I first stumbled upon this charming dessert while browsing a quaint European café menu. The way it elegantly displayed itself with fresh berries cascading down the side instantly caught my eye. After my first delicious bite, I knew I had to recreate it in my own kitchen. This recipe is not only enjoyable to prepare but also impressively eye-catching for gatherings or cozy family meals. So, gather your ingredients and let’s make this delightful meringue roulade!

Why You’ll Love This Recipe

  • Simple & Quick: This delicious dessert comes together in about one hour, making it perfect for spontaneous gatherings or satisfying sweet cravings.
  • Irresistible Flavor: Imagine the soft, melt-in-your-mouth texture of the meringue paired with a creamy filling that’s a dream of vanilla and sweetness.
  • Eye-Catching Appeal: The roulade rolls up beautifully, making it a stunning centerpiece for any dessert table.
  • Flexible Serving: Whether it’s a fancy dinner party or an afternoon snack, this dessert fits any occasion perfectly.
  • Diet-Friendly Options: Easily adapt this recipe by using dairy-free cream or substitute the egg whites with aquafaba for a vegan version!

Ingredients You’ll Need

  • 5 egg whites (150g), at room temperature: Freshness is key. The egg whites should be at room temperature for whipping to perfection, ensuring the best volume and stability for your meringue.
  • 1 cup granulated sugar (200g), plus 1 tablespoon (12g): Granulated sugar provides the sweetness and structure. For a finer texture, you can pulse it in a food processor.
  • 1/2 teaspoon cream of tartar: This stabilizes the egg whites, helping to maintain their fluffy height.
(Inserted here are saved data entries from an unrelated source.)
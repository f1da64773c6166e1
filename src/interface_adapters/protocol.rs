// Wire protocol: `{ "type": ..., "payload": ... }` envelopes, modeled on the
// teacher's `#[serde(tag = "type", content = "data")]` DTO pattern but
// renamed to match this system's `payload` field and its own message set.

use std::collections::HashMap;

use serde::{Deserialize, Serialize};

use crate::domain::player::PlayerId;

#[derive(Debug, Clone, Serialize)]
#[serde(tag = "type", content = "payload", rename_all = "snake_case")]
pub enum ServerMessage {
    Welcome(WelcomePayload),
    UpdateLobby(UpdateLobbyPayload),
    GameSelected(GameSelectedPayload),
    BackToLobby,
    Error(ErrorPayload),
    #[serde(rename = "pong_state")]
    PongState(PongStatePayload),
    #[serde(rename = "pong_game_over")]
    PongGameOver(GameOverPayload),
    #[serde(rename = "asteroids_state")]
    AsteroidsState(AsteroidsStatePayload),
    #[serde(rename = "asteroids_game_over")]
    AsteroidsGameOver(GameOverPayload),
}

/// The wire carries ids as strings even though `PlayerId`/`GameId` are
/// plain integers internally (spec.md §6: `clientId: string`, `gameId:
/// string`); this is the `serialize_with` that bridges the two.
fn id_as_string<S, T>(id: &T, serializer: S) -> Result<S::Ok, S::Error>
where
    S: serde::Serializer,
    T: std::fmt::Display,
{
    serializer.collect_str(id)
}

#[derive(Debug, Clone, Serialize)]
pub struct GameCatalogueEntry {
    pub name: String,
    pub description: String,
}

#[derive(Debug, Clone, Serialize)]
#[serde(rename_all = "camelCase")]
pub struct WelcomePayload {
    #[serde(serialize_with = "id_as_string")]
    pub client_id: PlayerId,
    pub current_games: Vec<GameCatalogueEntry>,
}

#[derive(Debug, Clone, Serialize)]
#[serde(rename_all = "camelCase")]
pub struct LobbyPlayerView {
    pub score: i64,
    pub in_game: bool,
    pub selected_game: String,
    pub name: String,
    pub avatar_url: String,
}

#[derive(Debug, Clone, Serialize)]
pub struct UpdateLobbyPayload {
    pub players: HashMap<PlayerId, LobbyPlayerView>,
}

#[derive(Debug, Clone, Serialize)]
#[serde(rename_all = "camelCase")]
pub struct GameSelectedPayload {
    pub selected_game: String,
    #[serde(serialize_with = "id_as_string")]
    pub game_id: u64,
}

#[derive(Debug, Clone, Serialize)]
pub struct ErrorPayload {
    pub message: String,
}

#[derive(Debug, Clone, Serialize)]
pub struct PongStatePayload {
    pub ball_x: f32,
    pub ball_y: f32,
    pub paddle_1_y: f32,
    pub paddle_2_y: f32,
    pub score_1: u32,
    pub score_2: u32,
    pub player_1: PlayerId,
    pub player_2: PlayerId,
}

#[derive(Debug, Clone, Serialize)]
pub struct AsteroidPayload {
    pub id: u64,
    pub x: f32,
    pub y: f32,
    pub size: String,
}

#[derive(Debug, Clone, Serialize)]
pub struct ProjectilePayload {
    pub id: u64,
    pub owner: PlayerId,
    pub x: f32,
    pub y: f32,
}

#[derive(Debug, Clone, Serialize)]
pub struct AsteroidsPlayerView {
    pub x: f32,
    pub y: f32,
    pub heading: f32,
    pub health: i32,
    pub alive: bool,
    pub is_invincible: bool,
    pub score: i64,
}

#[derive(Debug, Clone, Serialize)]
pub struct AsteroidsStatePayload {
    pub players: HashMap<PlayerId, AsteroidsPlayerView>,
    pub asteroids: Vec<AsteroidPayload>,
    pub projectiles: Vec<ProjectilePayload>,
}

#[derive(Debug, Clone, Serialize)]
pub struct GameOverPayload {
    pub winner: Option<PlayerId>,
    pub scores: HashMap<PlayerId, i64>,
}

#[derive(Debug, Clone, Deserialize)]
#[serde(rename_all = "snake_case")]
pub enum Direction {
    Up,
    Down,
}

#[derive(Debug, Clone, Deserialize, Default)]
pub struct AsteroidsInputPayload {
    #[serde(default)]
    pub left: bool,
    #[serde(default)]
    pub right: bool,
    #[serde(default)]
    pub up: bool,
    #[serde(default)]
    pub shoot: bool,
}

#[derive(Debug, Clone, Deserialize)]
pub struct SelectGamePayload {
    pub game: String,
}

#[derive(Debug, Clone, Deserialize)]
pub struct PongInputPayload {
    pub direction: Option<Direction>,
}

/// Inbound envelope. Decoding is tolerant of unknown `type` values (caught by
/// a fallback at the call site, not here) but strict on the `{type,
/// payload}` shape itself.
#[derive(Debug, Clone, Deserialize)]
#[serde(tag = "type", content = "payload", rename_all = "snake_case")]
pub enum ClientMessage {
    SelectGame(SelectGamePayload),
    #[serde(rename = "pong_input")]
    PongInput(PongInputPayload),
    #[serde(rename = "asteroids_input")]
    AsteroidsInput(AsteroidsInputPayload),
}

impl ClientMessage {
    /// The closed set of `type` values this server understands. Used by the
    /// Connection to tell an unrecognized-but-structurally-valid `type`
    /// (logged and dropped, per spec.md §4.1) apart from a frame missing
    /// `type` entirely (a protocol violation that closes the connection).
    pub const KNOWN_TYPES: &'static [&'static str] =
        &["select_game", "pong_input", "asteroids_input"];
}

#[cfg(test)]
mod tests {
    use super::*;

    #[test]
    fn select_game_round_trips_through_json() {
        let raw = r#"{"type":"select_game","payload":{"game":"pong"}}"#;
        let msg: ClientMessage = serde_json::from_str(raw).expect("valid envelope");
        match msg {
            ClientMessage::SelectGame(p) => assert_eq!(p.game, "pong"),
            _ => panic!("wrong variant"),
        }
    }

    #[test]
    fn asteroids_input_defaults_missing_fields_to_false() {
        let raw = r#"{"type":"asteroids_input","payload":{"left":true}}"#;
        let msg: ClientMessage = serde_json::from_str(raw).expect("valid envelope");
        match msg {
            ClientMessage::AsteroidsInput(p) => {
                assert!(p.left);
                assert!(!p.right);
                assert!(!p.up);
                assert!(!p.shoot);
            }
            _ => panic!("wrong variant"),
        }
    }

    #[test]
    fn server_message_serializes_with_type_and_payload_fields() {
        let msg = ServerMessage::Error(ErrorPayload {
            message: "bad game name".into(),
        });
        let json = serde_json::to_value(&msg).unwrap();
        assert_eq!(json["type"], "error");
        assert_eq!(json["payload"]["message"], "bad game name");
    }

    #[test]
    fn malformed_envelope_missing_type_fails_to_parse() {
        let raw = r#"{"payload":{"game":"pong"}}"#;
        let result: Result<ClientMessage, _> = serde_json::from_str(raw);
        assert!(result.is_err());
    }
}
If unavailable, lemon juice can be used instead.
  • 1 and 1/2 teaspoons cornstarch: Cornstarch helps ensure the meringue maintains its shape; it also adds a slight chewiness that contrasts beautifully with the cream filling.
  • 1 teaspoon vanilla bean paste or pure vanilla extract: A splash of vanilla elevates the meringue’s flavor profile. Vanilla bean paste adds beautiful specks, while extract works great too.
  • Pinch of salt: Just a tiny bit enhances the sweetness of the meringue and balances flavors.
  • Confectioners’ sugar, for dusting parchment: This prevents the meringue from sticking and adds an extra touch of sweetness.
  • 1 cup heavy cream (240g/ml), cold: Cold heavy cream whips up better, creating a lush, airy texture that contrasts nicely with the meringue.
  • 1/3 cup confectioners’ sugar: Adding this to the whipping cream gives it sweetness without overpowering it.
  • 1 teaspoon vanilla bean paste or pure vanilla extract for the cream filling: Just like with the meringue, this makes for a deliciously flavored filling.
  • 4 ounces full-fat block cream cheese (113g), softened to room temperature: Cream cheese gives the filling a creamy, rich texture. Make sure it’s softened for easy blending.
  • Optional: lemon curd and/or jam: These additions provide a zingy contrast and brightness.
  • Fresh fruit such as berries and lemon slices: Not only do they add flavor, but they also make the roulade pop visually.
  • Crushed pistachios: Sprinkle them on top for a delightful crunch and a splash of color.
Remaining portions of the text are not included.